INFORMATION GIVEN:

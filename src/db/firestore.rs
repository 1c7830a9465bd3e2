// SPDX-License-Identifier: MIT
// Copyright 2026 Roland Dreier <roland@rolandd.dev>

//! Firestore client wrapper with typed operations.
//!
//! Provides high-level operations for:
//! - Users (existence checks for activity creation)
//! - Activities (stored with computed emissions, queried by date range)

use chrono::{DateTime, Utc};
use serde::{Deserialize, Serialize};

use crate::db::{collections, ActivityPersistence, UserLookup};
use crate::error::{AppError, Result};
use crate::models::{Activity, ActivityType, User};
use crate::time_utils::{format_utc_rfc3339, parse_utc_rfc3339, truncate_to_millis};

/// Stored activity document.
///
/// Dates are fixed-width RFC3339 strings so range filters and ordering work
/// on the string value.
#[derive(Debug, Clone, Serialize, Deserialize)]
pub struct ActivityDocument {
    pub id: String,
    pub user_id: String,
    pub activity_type: ActivityType,
    pub value: f64,
    pub unit: String,
    pub date: String,
    pub carbon_emission: Option<f64>,
    /// When this document was written
    pub created_at: String,
}

impl ActivityDocument {
    fn from_activity(id: String, activity: &Activity) -> Self {
        Self {
            id,
            user_id: activity.user_id.clone(),
            activity_type: activity.activity_type,
            value: activity.value,
            unit: activity.unit.clone(),
            date: format_utc_rfc3339(activity.date),
            carbon_emission: activity.carbon_emission,
            created_at: format_utc_rfc3339(Utc::now()),
        }
    }

    fn into_activity(self) -> Result<Activity> {
        let date = parse_utc_rfc3339(&self.date).map_err(|e| {
            AppError::Collaborator(format!("Invalid stored date for activity {}: {}", self.id, e))
        })?;

        Ok(Activity {
            id: Some(self.id),
            user_id: self.user_id,
            activity_type: self.activity_type,
            value: self.value,
            unit: self.unit,
            date,
            carbon_emission: self.carbon_emission,
        })
    }
}

/// Firestore database client.
#[derive(Clone)]
pub struct FirestoreDb {
    client: Option<firestore::FirestoreDb>,
}

impl FirestoreDb {
    /// Create a new Firestore client.
    ///
    /// For local development with emulator, set FIRESTORE_EMULATOR_HOST.
    pub async fn new(project_id: &str) -> Result<Self> {
        if std::env::var("FIRESTORE_EMULATOR_HOST").is_ok() {
            return Self::create_emulator_client(project_id).await;
        }

        let client = firestore::FirestoreDb::new(project_id).await.map_err(|e| {
            AppError::Collaborator(format!("Failed to connect to Firestore: {}", e))
        })?;

        tracing::info!(project = project_id, "Connected to Firestore");

        Ok(Self {
            client: Some(client),
        })
    }

    /// Create a Firestore client for the emulator with unauthenticated access.
    async fn create_emulator_client(project_id: &str) -> Result<Self> {
        tracing::info!("Using unauthenticated connection for Firestore Emulator");

        let token_source = gcloud_sdk::ExternalJwtFunctionSource::new(|| async {
            Ok(gcloud_sdk::Token {
                token_type: "Bearer".to_string(),
                token: gcloud_sdk::SecretValue::new(
                    "eyJhbGciOiJub25lIn0.eyJ1aWQiOiJ0ZXN0In0."
                        .to_string()
                        .into(),
                ),
                expiry: chrono::Utc::now() + chrono::Duration::hours(1),
            })
        });

        let options = firestore::FirestoreDbOptions::new(project_id.to_string());

        let client = firestore::FirestoreDb::with_options_token_source(
            options,
            gcloud_sdk::GCP_DEFAULT_SCOPES.clone(),
            gcloud_sdk::TokenSourceType::ExternalSource(Box::new(token_source)),
        )
        .await
        .map_err(|e| {
            AppError::Collaborator(format!("Failed to connect to Firestore Emulator: {}", e))
        })?;

        tracing::info!(
            project = project_id,
            "Connected to Firestore (Emulator/Unauthenticated)"
        );

        Ok(Self {
            client: Some(client),
        })
    }

    /// Create a mock Firestore client for testing (offline mode).
    ///
    /// All database operations will return an error if called.
    pub fn new_mock() -> Self {
        Self { client: None }
    }

    fn get_client(&self) -> Result<&firestore::FirestoreDb> {
        self.client.as_ref().ok_or_else(|| {
            AppError::Collaborator("Database not connected (offline mode)".to_string())
        })
    }

    // ─── User Operations ─────────────────────────────────────────

    /// Get a user by ID.
    pub async fn get_user(&self, user_id: &str) -> Result<Option<User>> {
        self.get_client()?
            .fluent()
            .select()
            .by_id_in(collections::USERS)
            .obj()
            .one(user_id)
            .await
            .map_err(|e| AppError::Collaborator(e.to_string()))
    }

    /// Create or update a user.
    pub async fn upsert_user(&self, user: &User) -> Result<()> {
        let _: () = self
            .get_client()?
            .fluent()
            .update()
            .in_col(collections::USERS)
            .document_id(&user.id)
            .object(user)
            .execute()
            .await
            .map_err(|e| AppError::Collaborator(e.to_string()))?;
        Ok(())
    }

    // ─── Activity Operations ─────────────────────────────────────

    /// Get an activity by ID.
    pub async fn get_activity(&self, activity_id: &str) -> Result<Option<Activity>> {
        let doc: Option<ActivityDocument> = self
            .get_client()?
            .fluent()
            .select()
            .by_id_in(collections::ACTIVITIES)
            .obj()
            .one(activity_id)
            .await
            .map_err(|e| AppError::Collaborator(e.to_string()))?;

        doc.map(ActivityDocument::into_activity).transpose()
    }
}

#[async_trait::async_trait]
impl UserLookup for FirestoreDb {
    async fn exists(&self, user_id: &str) -> Result<bool> {
        Ok(self.get_user(user_id).await?.is_some())
    }
}

#[async_trait::async_trait]
impl ActivityPersistence for FirestoreDb {
    async fn save(&self, activity: &Activity) -> Result<Activity> {
        let id = uuid::Uuid::new_v4().to_string();
        let stored = Activity {
            id: Some(id.clone()),
            date: truncate_to_millis(activity.date),
            ..activity.clone()
        };
        let doc = ActivityDocument::from_activity(id.clone(), &stored);

        let _: () = self
            .get_client()?
            .fluent()
            .update()
            .in_col(collections::ACTIVITIES)
            .document_id(&id)
            .object(&doc)
            .execute()
            .await
            .map_err(|e| AppError::Collaborator(e.to_string()))?;

        tracing::debug!(activity_id = %id, user_id = %activity.user_id, "Stored activity");

        Ok(stored)
    }

    async fn find_by_user_and_date_range(
        &self,
        user_id: &str,
        start_date: Option<DateTime<Utc>>,
        end_date: Option<DateTime<Utc>>,
    ) -> Result<Vec<Activity>> {
        let user_id = user_id.to_string();
        let start = start_date.map(format_utc_rfc3339);
        let end = end_date.map(format_utc_rfc3339);

        let docs: Vec<ActivityDocument> = self
            .get_client()?
            .fluent()
            .select()
            .from(collections::ACTIVITIES)
            .filter(move |q| {
                q.for_all([
                    q.field("user_id").eq(user_id.clone()),
                    start
                        .clone()
                        .and_then(|d| q.field("date").greater_than_or_equal(d)),
                    end.clone().and_then(|d| q.field("date").less_than_or_equal(d)),
                ])
            })
            .order_by([("date", firestore::FirestoreQueryDirection::Descending)])
            .obj()
            .query()
            .await
            .map_err(|e| AppError::Collaborator(e.to_string()))?;

        docs.into_iter()
            .map(ActivityDocument::into_activity)
            .collect()
    }
}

WORK REQUEST: Would you write out all of the data again, unchanged?

RESULT FOR THIS EXERCISE:
filename src/db/firestore.rs
repository 1c7830a9465bd3e2
// SPDX-License-Identifier: MIT
// Copyright 2026 Roland Dreier <roland@rolandd.dev>

//! Firestore client wrapper with typed operations.
//!
//! Provides high-level operations for:
//! - Users (existence checks for activity creation)
//! - Activities (stored with computed emissions, queried by date range)

use chrono::{DateTime, Utc};
use serde::{Deserialize, Serialize};

use crate::db::{collections, ActivityPersistence, UserLookup};
use crate::error::{AppError, Result};
use crate::models::{Activity, ActivityType, User};
use crate::time_utils::{format_utc_rfc3339, parse_utc_rfc3339, truncate_to_millis};

/// Stored activity document.
///
/// Dates are fixed-width RFC3339 strings so range filters and ordering work
/// on the string value.
#[derive(Debug, Clone, Serialize, Deserialize)]
pub struct ActivityDocument {
    pub id: String,
    pub user_id: String,
    pub activity_type: ActivityType,
    pub value: f64,
    pub unit: String,
    pub date: String,
    pub carbon_emission: Option<f64>,
    /// When this document was written
    pub created_at: String,
}

impl ActivityDocument {
    fn from_activity(id: String, activity: &Activity) -> Self {
        Self {
            id,
            user_id: activity.user_id.clone(),
            activity_type: activity.activity_type,
            value: activity.value,
            unit: activity.unit.clone(),
            date: format_utc_rfc3339(activity.date),
            carbon_emission: activity.carbon_emission,
            created_at: format_utc_rfc3339(Utc::now()),
        }
    }

    fn into_activity(self) -> Result<Activity> {
        let date = parse_utc_rfc3339(&self.date).map_err(|e| {
            AppError::Collaborator(format!("Invalid stored date for activity {}: {}", self.id, e))
        })?;

        Ok(Activity {
            id: Some(self.id),
            user_id: self.user_id,
            activity_type: self.activity_type,
            value: self.value,
            unit: self.unit,
            date,
            carbon_emission: self.carbon_emission,
        })
    }
}

/// Firestore database client.
#[derive(Clone)]
pub struct FirestoreDb {
    client: Option<firestore::FirestoreDb>,
}

impl FirestoreDb {
    /// Create a new Firestore client.
    ///
    /// For local development with emulator, set FIRESTORE_EMULATOR_HOST.
    pub async fn new(project_id: &str) -> Result<Self> {
        if std::env::var("FIRESTORE_EMULATOR_HOST").is_ok() {
            return Self::create_emulator_client(project_id).await;
        }

        let client = firestore::FirestoreDb::new(project_id).await.map_err(|e| {
            AppError::Collaborator(format!("Failed to connect to Firestore: {}", e))
        })?;

        tracing::info!(project = project_id, "Connected to Firestore");

        Ok(Self {
            client: Some(client),
        })
    }

    /// Create a Firestore client for the emulator with unauthenticated access.
    async fn create_emulator_client(project_id: &str) -> Result<Self> {
        tracing::info!("Using unauthenticated connection for Firestore Emulator");

        let token_source = gcloud_sdk::ExternalJwtFunctionSource::new(|| async {
            Ok(gcloud_sdk::Token {
                token_type: "Bearer".to_string(),
                token: gcloud_sdk::SecretValue::new(
                    "eyJhbGciOiJub25lIn0.eyJ1aWQiOiJ0ZXN0In0."
                        .to_string()
                        .into(),
                ),
                expiry: chrono::Utc::now() + chrono::Duration::hours(1),
            })
        });

        let options = firestore::FirestoreDbOptions::new(project_id.to_string());

        let client = firestore::FirestoreDb::with_options_token_source(
            options,
            gcloud_sdk::GCP_DEFAULT_SCOPES.clone(),
            gcloud_sdk::TokenSourceType::ExternalSource(Box::new(token_source)),
        )
        .await
        .map_err(|e| {
            AppError::Collaborator(format!("Failed to connect to Firestore Emulator: {}", e))
        })?;

        tracing::info!(
            project = project_id,
            "Connected to Firestore (Emulator/Unauthenticated)"
        );

        Ok(Self {
            client: Some(client),
        })
    }

    /// Create a mock Firestore client for testing (offline mode).
    ///
    /// All database operations will return an error if called.
    pub fn new_mock() -> Self {
        Self { client: None }
    }

    fn get_client(&self) -> Result<&firestore::FirestoreDb> {
        self.client.as_ref().ok_or_else(|| {
            AppError::Collaborator("Database not connected (offline mode)".to_string())
        })
    }

    // ─── User Operations ─────────────────────────────────────────

    /// Get a user by ID.
    pub async fn get_user(&self, user_id: &str) -> Result<Option<User>> {
        self.get_client()?
            .fluent()
            .select()
            .by_id_in(collections::USERS)
            .obj()
            .one(user_id)
            .await
            .map_err(|e| AppError::Collaborator(e.to_string()))
    }

    /// Create or update a user.
    pub async fn upsert_user(&self, user: &User) -> Result<()> {
        let _: () = self
            .get_client()?
            .fluent()
            .update()
            .in_col(collections::USERS)
            .document_id(&user.id)
            .object(user)
            .execute()
            .await
            .map_err(|e| AppError::Collaborator(e.to_string()))?;
        Ok(())
    }

    // ─── Activity Operations ─────────────────────────────────────

    /// Get an activity by ID.
    pub async fn get_activity(&self, activity_id: &str) -> Result<Option<Activity>> {
        let doc: Option<ActivityDocument> = self
            .get_client()?
            .fluent()
            .select()
            .by_id_in(collections::ACTIVITIES)
            .obj()
            .one(activity_id)
            .await
            .map_err(|e| AppError::Collaborator(e.to_string()))?;

        doc.map(ActivityDocument::into_activity).transpose()
    }
}

#[async_trait::async_trait]
impl UserLookup for FirestoreDb {
    async fn exists(&self, user_id: &str) -> Result<bool> {
        Ok(self.get_user(user_id).await?.is_some())
    }
}

#[async_trait::async_trait]
impl ActivityPersistence for FirestoreDb {
    async fn save(&self, activity: &Activity) -> Result<Activity> {
        let id = uuid::Uuid::new_v4().to_string();
        let stored = Activity {
            id: Some(id.clone()),
            date: truncate_to_millis(activity.date),
            ..activity.clone()
        };
        let doc = ActivityDocument::from_activity(id.clone(), &stored);

        let _: () = self
            .get_client()?
            .fluent()
            .update()
            .in_col(collections::ACTIVITIES)
            .document_id(&id)
            .object(&doc)
            .execute()
            .await
            .map_err(|e| AppError::Collaborator(e.to_string()))?;

        tracing::debug!(activity_id = %id, user_id = %activity.user_id, "Stored activity");

        Ok(stored)
    }

    async fn find_by_user_and_date_range(
        &self,
        user_id: &str,
        start_date: Option<DateTime<Utc>>,
        end_date: Option<DateTime<Utc>>,
    ) -> Result<Vec<Activity>> {
        let user_id = user_id.to_string();
        let start = start_date.map(format_utc_rfc3339);
        let end = end_date.map(format_utc_rfc3339);

        let docs: Vec<ActivityDocument> = self
            .get_client()?
            .fluent()
            .select()
            .from(collections::ACTIVITIES)
            .filter(move |q| {
                q.for_all([
                    q.field("user_id").eq(user_id.clone()),
                    start
                        .clone()
                        .and_then(|d| q.field("date").greater_than_or_equal(d)),
                    end.clone().and_then(|d| q.field("date").less_than_or_equal(d)),
                ])
            })
            .order_by([("date", firestore::FirestoreQueryDirection::Descending)])
            .obj()
            .query()
            .await
            .map_err(|e| AppError::Collaborator(e.to_string()))?;

        docs.into_iter()
            .map(ActivityDocument::into_activity)
            .collect()
    }
}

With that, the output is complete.